### What to work on
Pull out each line of the data that includes the word "Duration".

### Records supplied
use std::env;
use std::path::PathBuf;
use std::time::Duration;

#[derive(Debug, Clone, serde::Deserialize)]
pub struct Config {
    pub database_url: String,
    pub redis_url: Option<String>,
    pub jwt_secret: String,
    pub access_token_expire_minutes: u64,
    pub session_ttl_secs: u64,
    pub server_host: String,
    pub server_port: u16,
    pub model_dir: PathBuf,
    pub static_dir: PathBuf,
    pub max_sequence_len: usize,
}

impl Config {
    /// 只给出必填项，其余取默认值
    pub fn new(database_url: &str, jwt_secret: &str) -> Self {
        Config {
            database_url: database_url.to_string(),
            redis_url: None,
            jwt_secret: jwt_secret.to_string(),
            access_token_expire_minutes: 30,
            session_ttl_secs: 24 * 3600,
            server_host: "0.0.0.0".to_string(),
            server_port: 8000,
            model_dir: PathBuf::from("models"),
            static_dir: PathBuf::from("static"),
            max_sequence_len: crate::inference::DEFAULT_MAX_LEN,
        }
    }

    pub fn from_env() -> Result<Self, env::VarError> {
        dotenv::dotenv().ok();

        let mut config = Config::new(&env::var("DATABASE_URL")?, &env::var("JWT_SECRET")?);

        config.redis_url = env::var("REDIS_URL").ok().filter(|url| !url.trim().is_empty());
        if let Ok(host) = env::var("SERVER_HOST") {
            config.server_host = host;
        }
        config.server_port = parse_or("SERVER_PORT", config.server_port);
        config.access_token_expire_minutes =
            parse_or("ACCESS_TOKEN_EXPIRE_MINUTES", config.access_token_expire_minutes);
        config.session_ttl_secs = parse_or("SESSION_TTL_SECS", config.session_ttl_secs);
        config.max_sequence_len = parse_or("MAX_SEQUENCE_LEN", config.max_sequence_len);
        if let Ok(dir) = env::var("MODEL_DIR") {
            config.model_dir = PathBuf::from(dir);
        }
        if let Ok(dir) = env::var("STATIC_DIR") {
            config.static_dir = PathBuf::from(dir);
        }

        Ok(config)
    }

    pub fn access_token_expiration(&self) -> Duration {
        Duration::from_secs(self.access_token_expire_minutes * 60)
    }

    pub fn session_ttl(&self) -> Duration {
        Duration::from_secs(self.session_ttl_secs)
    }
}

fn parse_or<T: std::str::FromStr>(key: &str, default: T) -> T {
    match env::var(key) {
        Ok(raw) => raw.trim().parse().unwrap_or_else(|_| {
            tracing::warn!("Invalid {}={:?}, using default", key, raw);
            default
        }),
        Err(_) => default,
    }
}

### Reply
use std::time::Duration;
    pub fn access_token_expiration(&self) -> Duration {
        Duration::from_secs(self.access_token_expire_minutes * 60)
    pub fn session_ttl(&self) -> Duration {
        Duration::from_secs(self.session_ttl_secs)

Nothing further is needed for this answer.